Estimating the evolutionary potential of quantitative traits and reliably predicting responses to selection in wild populations are important challenges in evolutionary biology. The genomic revolution has opened up opportunities for measuring relatedness among individuals with precision, enabling pedigree-free estimation of trait heritabilities in wild populations. However, until now, most quantitative genetic studies based on a genomic relatedness matrix (GRM) have focused on long-term monitored populations for which traditional pedigrees were also available, and have often had access to knowledge of genome sequence and variability. Here, we investigated the potential of RAD-sequencing for estimating heritability in a free-ranging roe deer (Capreolous capreolus) population for which no prior genomic resources were available. We propose a step-by-step analytical framework to optimize the quality and quantity of the genomic data and explore the impact of the single nucleotide polymorphism (SNP) calling and filtering processes on the GRM structure and GRM-based heritability estimates.
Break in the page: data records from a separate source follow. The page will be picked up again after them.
//! Background refresh after a cache hit
//!
//! When a request is answered from cache while the network is up, a detached
//! task fetches the identifier again. The task is never joined or cancelled.
//! Before committing it checks that the identifier is still the one on
//! display; if the user has moved on, the fresh value is dropped so it cannot
//! clobber newer state. Failures are logged and go nowhere else.

use std::sync::Arc;
use tokio::sync::watch;
use tracing::{debug, info, warn};

use super::resilient::Shared;
use super::resource::RemoteResource;
use crate::cache::same_identifier;

/// Messages sent from background refresh tasks to subscribers
#[derive(Debug, Clone)]
pub enum RefreshMessage<T> {
    /// Fresh data was fetched and written to the cache
    Updated { identifier: String, value: T },
    /// Fresh data arrived after the display moved to another identifier
    Discarded {
        identifier: String,
        displayed: Option<String>,
    },
}

/// The identifier the presentation layer is currently showing
///
/// Shared between the repository and its refresh tasks. Clones observe the
/// same value.
#[derive(Debug, Clone)]
pub struct DisplaySelection {
    current: Arc<watch::Sender<Option<String>>>,
}

impl Default for DisplaySelection {
    fn default() -> Self {
        Self::new()
    }
}

impl DisplaySelection {
    pub fn new() -> Self {
        let (current, _) = watch::channel(None);
        Self {
            current: Arc::new(current),
        }
    }

    pub fn show(&self, identifier: &str) {
        self.current
            .send_replace(Some(identifier.trim().to_string()));
    }

    pub fn clear(&self) {
        self.current.send_replace(None);
    }

    pub fn current(&self) -> Option<String> {
        self.current.borrow().clone()
    }

    /// Whether `identifier` is on display (case-insensitive)
    pub fn is_showing(&self, identifier: &str) -> bool {
        self.current
            .borrow()
            .as_deref()
            .is_some_and(|shown| same_identifier(shown, identifier))
    }

    /// Watch display changes
    pub fn subscribe(&self) -> watch::Receiver<Option<String>> {
        self.current.subscribe()
    }
}

/// Spawns a detached refresh of `identifier`
pub(crate) fn spawn_refresh<R: RemoteResource>(shared: Arc<Shared<R>>, identifier: String) {
    tokio::spawn(run_refresh(shared, identifier));
}

async fn run_refresh<R: RemoteResource>(shared: Arc<Shared<R>>, identifier: String) {
    debug!(identifier = %identifier, "background refresh started");

    let value = match shared.fetch_fresh(&identifier).await {
        Ok(value) => value,
        Err(e) => {
            warn!(identifier = %identifier, error = %e, "background refresh failed; keeping cached data");
            return;
        }
    };

    if !shared.display.is_showing(&identifier) {
        let displayed = shared.display.current();
        debug!(
            identifier = %identifier,
            displayed = ?displayed,
            "background refresh discarded; display moved on"
        );
        let _ = shared.refreshes.send(RefreshMessage::Discarded {
            identifier,
            displayed,
        });
        return;
    }

    shared.store(&identifier, &value).await;
    info!(identifier = %identifier, "background refresh committed");
    let _ = shared
        .refreshes
        .send(RefreshMessage::Updated { identifier, value });
}

#[cfg(test)]
mod tests {
    use super::*;

    #[test]
    fn test_display_selection_is_shared_between_clones() {
        let selection = DisplaySelection::new();
        let other = selection.clone();

        selection.show("  Paris ");

        assert_eq!(other.current().as_deref(), Some("Paris"));
        assert!(other.is_showing("paris"));
        assert!(!other.is_showing("London"));
    }

    #[test]
    fn test_display_selection_clear() {
        let selection = DisplaySelection::default();
        assert!(!selection.is_showing("Paris"));

        selection.show("Paris");
        selection.clear();

        assert!(selection.current().is_none());
        assert!(!selection.is_showing("Paris"));
    }

    #[tokio::test]
    async fn test_display_selection_notifies_watchers() {
        let selection = DisplaySelection::new();
        let mut watcher = selection.subscribe();

        selection.show("Lima");

        watcher.changed().await.expect("sender is alive");
        assert_eq!(watcher.borrow().as_deref(), Some("Lima"));
    }
}
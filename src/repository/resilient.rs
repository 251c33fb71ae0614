//! The fetch-with-cache-fallback repository
//!
//! Per request the repository decides between fresh network data, cached
//! data, and a typed error:
//!
//! - offline: serve the per-identifier entry, else the last-used entry if it
//!   belongs to the same identifier, else fail with a Network error
//! - online: fetch, write both cache tiers, record history. On a Network or
//!   Server failure fall back to the same cache lookup; never on NotFound
//! - cache-first policy while online: serve a valid cached entry at once and
//!   refresh it in a detached task
//!
//! Panics raised while resolving are caught here and surface as Server errors.

use futures::FutureExt;
use serde::{Deserialize, Serialize};
use std::any::Any;
use std::fmt;
use std::panic::AssertUnwindSafe;
use std::sync::Arc;
use std::time::Duration;
use tokio::sync::broadcast;
use tracing::{debug, error, info, warn};

use super::history::{HistoryLog, DEFAULT_HISTORY_MAX};
use super::refresh::{spawn_refresh, DisplaySelection, RefreshMessage};
use super::resource::RemoteResource;
use crate::cache::{same_identifier, CacheKey, CacheStore};
use crate::connectivity::ConnectivityProbe;
use crate::error::{Error, Result};
use crate::fetch::FetchClient;

/// Default time-to-live for fetched data
pub const DEFAULT_TTL: Duration = Duration::from_secs(30 * 60);

/// Buffered refresh notifications per subscriber
const REFRESH_CHANNEL_CAPACITY: usize = 16;

/// Whether an online request consults the cache before the network
#[derive(Debug, Clone, Copy, PartialEq, Eq, Default, Serialize, Deserialize)]
#[serde(rename_all = "kebab-case")]
pub enum FetchPolicy {
    /// Always fetch; the cache is only a fallback
    #[default]
    NetworkFirst,
    /// Serve valid cached data immediately and refresh in the background
    CacheFirst,
}

impl fmt::Display for FetchPolicy {
    fn fmt(&self, f: &mut fmt::Formatter<'_>) -> fmt::Result {
        match self {
            FetchPolicy::NetworkFirst => f.write_str("network-first"),
            FetchPolicy::CacheFirst => f.write_str("cache-first"),
        }
    }
}

/// Tunables for a repository
#[derive(Debug, Clone, PartialEq, Eq)]
pub struct RepositorySettings {
    /// TTL for entries written after a successful fetch
    pub ttl: Duration,
    /// Maximum recent-history length
    pub history_max: usize,
    pub policy: FetchPolicy,
    /// Let the failure fallback serve expired entries too
    pub serve_expired_on_failure: bool,
}

impl Default for RepositorySettings {
    fn default() -> Self {
        Self {
            ttl: DEFAULT_TTL,
            history_max: DEFAULT_HISTORY_MAX,
            policy: FetchPolicy::default(),
            serve_expired_on_failure: false,
        }
    }
}

/// Where a resolved value came from
#[derive(Debug, Clone, Copy, PartialEq, Eq, Serialize, Deserialize)]
#[serde(rename_all = "kebab-case")]
pub enum Origin {
    /// Fetched just now
    Network,
    /// A valid cache entry
    Cache,
    /// Cached data served because the fetch failed
    StaleFallback,
}

impl fmt::Display for Origin {
    fn fmt(&self, f: &mut fmt::Formatter<'_>) -> fmt::Result {
        match self {
            Origin::Network => f.write_str("network"),
            Origin::Cache => f.write_str("cache"),
            Origin::StaleFallback => f.write_str("stale-fallback"),
        }
    }
}

/// A successful answer to `get`
#[derive(Debug, Clone, PartialEq, Serialize)]
pub struct Resolved<T> {
    /// The identifier as requested, trimmed
    pub identifier: String,
    pub value: T,
    pub origin: Origin,
}

/// Payload of the last-used slot: the value plus whom it belongs to
#[derive(Debug, Clone, Serialize, Deserialize)]
struct LastUsed<T> {
    identifier: String,
    value: T,
}

/// State shared between the repository handle and its refresh tasks
pub(crate) struct Shared<R: RemoteResource> {
    resource: R,
    cache: CacheStore,
    fetcher: FetchClient,
    probe: Arc<dyn ConnectivityProbe>,
    history: HistoryLog,
    settings: RepositorySettings,
    pub(crate) display: DisplaySelection,
    pub(crate) refreshes: broadcast::Sender<RefreshMessage<R::Value>>,
}

impl<R: RemoteResource> Shared<R> {
    pub(crate) async fn fetch_fresh(&self, identifier: &str) -> Result<R::Value> {
        let descriptor = self.resource.descriptor(identifier);
        self.fetcher
            .request(descriptor, |body| self.resource.decode(identifier, body))
            .await
    }

    /// Writes both cache tiers; a failed write is logged, not returned
    pub(crate) async fn store(&self, identifier: &str, value: &R::Value) {
        let kind = self.resource.kind();
        let ttl = self.settings.ttl;

        let per_identifier = CacheKey::for_identifier(kind, identifier);
        if let Err(e) = self.cache.put(per_identifier.as_str(), value, ttl).await {
            warn!(key = %per_identifier, error = %e, "failed to cache value");
        }

        let last_used = CacheKey::last_used(kind);
        let entry = LastUsed {
            identifier: identifier.trim().to_string(),
            value: value.clone(),
        };
        if let Err(e) = self.cache.put(last_used.as_str(), &entry, ttl).await {
            warn!(key = %last_used, error = %e, "failed to cache last-used value");
        }
    }

    /// Per-identifier entry first, then the last-used slot if it matches
    async fn lookup_cached(&self, identifier: &str, allow_expired: bool) -> Option<R::Value> {
        let kind = self.resource.kind();

        let per_identifier = CacheKey::for_identifier(kind, identifier);
        if let Some(value) = self.read(&per_identifier, allow_expired).await {
            debug!(identifier, "cache hit on per-identifier entry");
            return Some(value);
        }

        let last_used = CacheKey::last_used(kind);
        match self.read::<LastUsed<R::Value>>(&last_used, allow_expired).await {
            Some(entry) if same_identifier(&entry.identifier, identifier) => {
                debug!(identifier, "cache hit on last-used entry");
                Some(entry.value)
            }
            Some(entry) => {
                debug!(identifier, cached = %entry.identifier, "last-used entry belongs to another identifier");
                None
            }
            None => None,
        }
    }

    async fn read<T: serde::de::DeserializeOwned>(&self, key: &CacheKey, allow_expired: bool) -> Option<T> {
        if allow_expired {
            self.cache.get_unchecked(key.as_str()).await
        } else {
            self.cache.get(key.as_str()).await
        }
    }
}

/// Resolves identifiers of one resource kind against network and cache
///
/// Cloning is cheap; clones share cache, history, display selection and the
/// refresh channel.
pub struct ResilientRepository<R: RemoteResource> {
    shared: Arc<Shared<R>>,
}

impl<R: RemoteResource> Clone for ResilientRepository<R> {
    fn clone(&self) -> Self {
        Self {
            shared: Arc::clone(&self.shared),
        }
    }
}

impl<R: RemoteResource> fmt::Debug for ResilientRepository<R> {
    fn fmt(&self, f: &mut fmt::Formatter<'_>) -> fmt::Result {
        f.debug_struct("ResilientRepository")
            .field("kind", &self.shared.resource.kind())
            .field("cache", &self.shared.cache)
            .field("settings", &self.shared.settings)
            .finish()
    }
}

impl<R: RemoteResource> ResilientRepository<R> {
    pub fn new(
        resource: R,
        cache: CacheStore,
        fetcher: FetchClient,
        probe: Arc<dyn ConnectivityProbe>,
        settings: RepositorySettings,
    ) -> Self {
        let history = HistoryLog::new(cache.clone(), resource.kind(), settings.history_max);
        let (refreshes, _) = broadcast::channel(REFRESH_CHANNEL_CAPACITY);
        Self {
            shared: Arc::new(Shared {
                resource,
                cache,
                fetcher,
                probe,
                history,
                settings,
                display: DisplaySelection::new(),
                refreshes,
            }),
        }
    }

    pub fn settings(&self) -> &RepositorySettings {
        &self.shared.settings
    }

    /// Resolves `identifier`
    ///
    /// # Returns
    /// * `Ok(Resolved)` - fresh data, a valid cache hit, or cached data
    ///   standing in for a failed fetch
    /// * `Err(Error)` - NotFound (never masked by cache), Authorization, or
    ///   Network/Server when no usable cache entry exists
    pub async fn get(&self, identifier: &str) -> Result<Resolved<R::Value>> {
        let identifier = identifier.trim();
        if identifier.is_empty() {
            return Err(Error::NotFound {
                message: "an empty identifier names no resource".to_string(),
                identifier: String::new(),
                cause: None,
            });
        }

        match AssertUnwindSafe(self.resolve(identifier)).catch_unwind().await {
            Ok(result) => result,
            Err(payload) => {
                let reason = panic_message(payload.as_ref());
                error!(identifier, reason = %reason, "resolving identifier panicked");
                Err(Error::server(
                    format!("internal failure while resolving '{identifier}': {reason}"),
                    None,
                ))
            }
        }
    }

    async fn resolve(&self, identifier: &str) -> Result<Resolved<R::Value>> {
        let shared = &self.shared;

        if !shared.probe.is_connected().await {
            debug!(identifier, "offline; consulting cache");
            return match shared.lookup_cached(identifier, false).await {
                Some(value) => Ok(self.accept(identifier, value, Origin::Cache).await),
                None => Err(Error::network(format!(
                    "no connectivity and no cached data for '{identifier}'"
                ))),
            };
        }

        if shared.settings.policy == FetchPolicy::CacheFirst {
            if let Some(value) = shared.lookup_cached(identifier, false).await {
                let resolved = self.accept(identifier, value, Origin::Cache).await;
                spawn_refresh(Arc::clone(shared), identifier.to_string());
                return Ok(resolved);
            }
        }

        match shared.fetch_fresh(identifier).await {
            Ok(value) => {
                shared.store(identifier, &value).await;
                Ok(self.accept(identifier, value, Origin::Network).await)
            }
            Err(e) if e.allows_cache_fallback() => {
                let allow_expired = shared.settings.serve_expired_on_failure;
                match shared.lookup_cached(identifier, allow_expired).await {
                    Some(value) => {
                        info!(identifier, error = %e, "fetch failed; serving cached data");
                        Ok(self.accept(identifier, value, Origin::StaleFallback).await)
                    }
                    None => Err(e),
                }
            }
            Err(e) => Err(e),
        }
    }

    /// Bookkeeping for an answer to an explicit request
    async fn accept(&self, identifier: &str, value: R::Value, origin: Origin) -> Resolved<R::Value> {
        if let Err(e) = self.shared.history.record(identifier).await {
            warn!(identifier, error = %e, "failed to update recent history");
        }
        self.shared.display.show(identifier);
        debug!(identifier, %origin, "resolved");

        Resolved {
            identifier: identifier.to_string(),
            value,
            origin,
        }
    }

    /// Seeds both cache tiers as a successful fetch would, without history
    pub async fn remember(&self, identifier: &str, value: &R::Value) {
        self.shared.store(identifier, value).await;
    }

    /// Cached value for `identifier`, read with the offline rules
    pub async fn peek(&self, identifier: &str) -> Option<R::Value> {
        self.shared.lookup_cached(identifier, false).await
    }

    /// Most-recent-first identifiers of past successful requests
    pub async fn recent_history(&self) -> Vec<String> {
        self.shared.history.load().await.into_entries()
    }

    pub async fn clear_history(&self) -> Result<()> {
        self.shared.history.clear().await
    }

    /// Drops the cached entries and history entry for `identifier`
    ///
    /// The last-used slot is only removed when it belongs to `identifier`.
    pub async fn forget(&self, identifier: &str) -> Result<()> {
        let shared = &self.shared;
        let kind = shared.resource.kind();

        shared
            .cache
            .remove(CacheKey::for_identifier(kind, identifier).as_str())
            .await?;

        let last_used = CacheKey::last_used(kind);
        let owned_by_identifier = shared
            .cache
            .get_unchecked::<LastUsed<R::Value>>(last_used.as_str())
            .await
            .is_some_and(|entry| same_identifier(&entry.identifier, identifier));
        if owned_by_identifier {
            shared.cache.remove(last_used.as_str()).await?;
        }

        shared.history.remove(identifier).await?;
        info!(identifier, "forgot cached data");
        Ok(())
    }

    /// Empties the whole cache, history included
    pub async fn clear_cache(&self) -> Result<()> {
        self.shared.cache.clear_all().await?;
        info!("cache cleared");
        Ok(())
    }

    /// Marks `identifier` as the one on display
    pub fn display(&self, identifier: &str) {
        self.shared.display.show(identifier);
    }

    pub fn clear_display(&self) {
        self.shared.display.clear();
    }

    pub fn displayed(&self) -> Option<String> {
        self.shared.display.current()
    }

    /// Receives the outcome of background refreshes started after this call
    pub fn subscribe_refreshes(&self) -> broadcast::Receiver<RefreshMessage<R::Value>> {
        self.shared.refreshes.subscribe()
    }
}

fn panic_message(payload: &(dyn Any + Send)) -> String {
    if let Some(message) = payload.downcast_ref::<&str>() {
        (*message).to_string()
    } else if let Some(message) = payload.downcast_ref::<String>() {
        message.clone()
    } else {
        "unknown panic".to_string()
    }
}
As expected, our results show that sequence coverage strongly affects the number of recovered loci, the genotyping error rate and the amount of missing data. Ultimately, this had little effect on heritability estimates and their standard errors, provided that the GRM was built from a minimum number of loci (above 7,000). Genomic relatedness matrix-based heritability estimates thus appear robust to a moderate level of genotyping errors in the SNP data set. We also showed that quality filters, such as the removal of low-frequency variants, affect the relatedness structure of the GRM, generating lower h estimates. Our work illustrates the huge potential of RAD-sequencing for estimating GRM-based heritability in virtually any natural population.